The key to improving shareholder engagement and market value could lie in the information that companies are not revealing in their annual reports, it has been claimed.
According to an article from the Harvard Business Review entitled What’s missing from annual reports, providing metrics that give leading indicators of future performance could help build strong relationships with key stakeholders as well as track how well the organisation is meeting their needs.
Instead, many annual reports are simply supplying financials that many shareholders can quickly dissect, when they should be providing a more holistic view of the company.
“We want assurance that our investments are secure, of course, but more than that, we want to know the health of the companies we’re investing in,” writes Dr Graham Kenny FAICD, managing director of Sydney-based consultancy, Strategic Factors.

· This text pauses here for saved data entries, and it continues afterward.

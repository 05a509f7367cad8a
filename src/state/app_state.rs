//! Main application state management

use std::{
    sync::{Arc, Mutex},
    time::{Duration, Instant},
};
use chrono::{DateTime, Utc};
use tokio::sync::{broadcast, mpsc, oneshot, watch};
use tracing::info;

use super::{TimerEvent, TimerSnapshot};
use crate::{
    error::ControlError,
    persistence::KeyValueStore,
    tasks::{CountdownDriver, TimerCommand},
};

/// Shared state handed to every HTTP handler.
///
/// The countdown itself lives in the driver task; this struct only holds
/// the channels used to talk to it.
#[derive(Debug)]
pub struct AppState {
    /// Channel for control commands to the driver task
    commands_tx: mpsc::Sender<TimerCommand>,
    /// Latest snapshot published by the driver
    snapshot_rx: watch::Receiver<TimerSnapshot>,
    /// Tick and end events from the active countdown
    events_tx: broadcast::Sender<TimerEvent>,
    /// Tick interval the driver was configured with
    pub tick_interval: Duration,
    /// Server metadata
    pub start_time: Instant,
    pub port: u16,
    pub host: String,
    /// Last action tracking
    pub last_action: Arc<Mutex<Option<String>>>,
    pub last_action_time: Arc<Mutex<Option<DateTime<Utc>>>>,
}

impl AppState {
    /// Create the application state together with the driver task that
    /// must be spawned to serve it
    pub fn new(
        port: u16,
        host: String,
        tick_interval: Duration,
        store: Option<Box<dyn KeyValueStore>>,
    ) -> (Self, CountdownDriver) {
        let (commands_tx, commands_rx) = mpsc::channel(32);
        let (snapshot_tx, snapshot_rx) = watch::channel(TimerSnapshot::default());
        let (events_tx, _) = broadcast::channel(100);

        let driver = CountdownDriver::new(
            tick_interval,
            commands_rx,
            store,
            snapshot_tx,
            events_tx.clone(),
        );

        let state = Self {
            commands_tx,
            snapshot_rx,
            events_tx,
            tick_interval,
            start_time: Instant::now(),
            port,
            host,
            last_action: Arc::new(Mutex::new(None)),
            last_action_time: Arc::new(Mutex::new(None)),
        };

        (state, driver)
    }

    /// Send a command built around a reply channel and wait for the answer
    async fn request<T>(
        &self,
        action: &str,
        build: impl FnOnce(oneshot::Sender<T>) -> TimerCommand,
    ) -> Result<T, ControlError> {
        let (reply_tx, reply_rx) = oneshot::channel();
        self.commands_tx
            .send(build(reply_tx))
            .await
            .map_err(|_| ControlError::DriverUnavailable)?;
        let reply = reply_rx.await.map_err(|_| ControlError::DriverUnavailable)?;

        self.record_action(action);
        Ok(reply)
    }

    fn record_action(&self, action: &str) {
        if let Ok(mut last_action) = self.last_action.lock() {
            *last_action = Some(action.to_string());
        }
        if let Ok(mut last_time) = self.last_action_time.lock() {
            *last_time = Some(Utc::now());
        }
    }

    /// Start (or restart) the countdown
    pub async fn start(&self, duration: u64) -> Result<TimerSnapshot, ControlError> {
        info!("Starting countdown for {}s", duration);
        let snapshot = self
            .request("start", |reply| TimerCommand::Start { duration, reply })
            .await??;
        Ok(snapshot)
    }

    /// Pause the countdown; no-op unless running
    pub async fn pause(&self) -> Result<TimerSnapshot, ControlError> {
        self.request("pause", |reply| TimerCommand::Pause { reply }).await
    }

    /// Resume the countdown; no-op unless paused
    pub async fn resume(&self) -> Result<TimerSnapshot, ControlError> {
        self.request("resume", |reply| TimerCommand::Resume { reply }).await
    }

    /// Stop the countdown and reset it to idle
    pub async fn stop(&self) -> Result<TimerSnapshot, ControlError> {
        self.request("stop", |reply| TimerCommand::Stop { reply }).await
    }

    /// Restart the countdown from the persisted remaining time, if any
    pub async fn restore(&self) -> Result<Option<TimerSnapshot>, ControlError> {
        self.request("restore", |reply| TimerCommand::Restore { reply }).await
    }

    /// Get the most recently published timer snapshot
    pub fn get_snapshot(&self) -> TimerSnapshot {
        *self.snapshot_rx.borrow()
    }

    /// Watch timer snapshots as the driver publishes them
    pub fn watch_snapshots(&self) -> watch::Receiver<TimerSnapshot> {
        self.snapshot_rx.clone()
    }

    /// Subscribe to tick and end events
    pub fn subscribe_events(&self) -> broadcast::Receiver<TimerEvent> {
        self.events_tx.subscribe()
    }

    /// Calculate server uptime as a formatted string
    pub fn get_uptime(&self) -> String {
        let duration = self.start_time.elapsed();
        let hours = duration.as_secs() / 3600;
        let minutes = (duration.as_secs() % 3600) / 60;
        let seconds = duration.as_secs() % 60;

        if hours > 0 {
            format!("{}h {}m {}s", hours, minutes, seconds)
        } else if minutes > 0 {
            format!("{}m {}s", minutes, seconds)
        } else {
            format!("{}s", seconds)
        }
    }

    /// Get last action information
    pub fn get_last_action(&self) -> (Option<String>, Option<DateTime<Utc>>) {
        let last_action = self.last_action.lock().ok().and_then(|a| a.clone());
        let last_action_time = self.last_action_time.lock().ok().and_then(|t| *t);
        (last_action, last_action_time)
    }
}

Referring to the push toward greater disclosure in several countries such as the US, UK and South Africa, Kenny says annual reports should show what the company is doing for and getting from each group of key stakeholders.
He adds that numbers about customers are equally important such as information on margins and how the company is measuring customer satisfaction on issues such as service, product range and prices.
A similar approach can be taken with employees, he says, with data provided on productivity and employee retention numbers as well as employee satisfaction figures. This is a practice adopted by Whole Foods Market in the US which provides data on voluntary turnover of full-time staff.
“In industries such as mining, employee safety is now reported in detail, through an injury frequency rate. Companies are making some progress in their reporting, but we’re still missing those comprehensive scorecards,” Kenny concludes.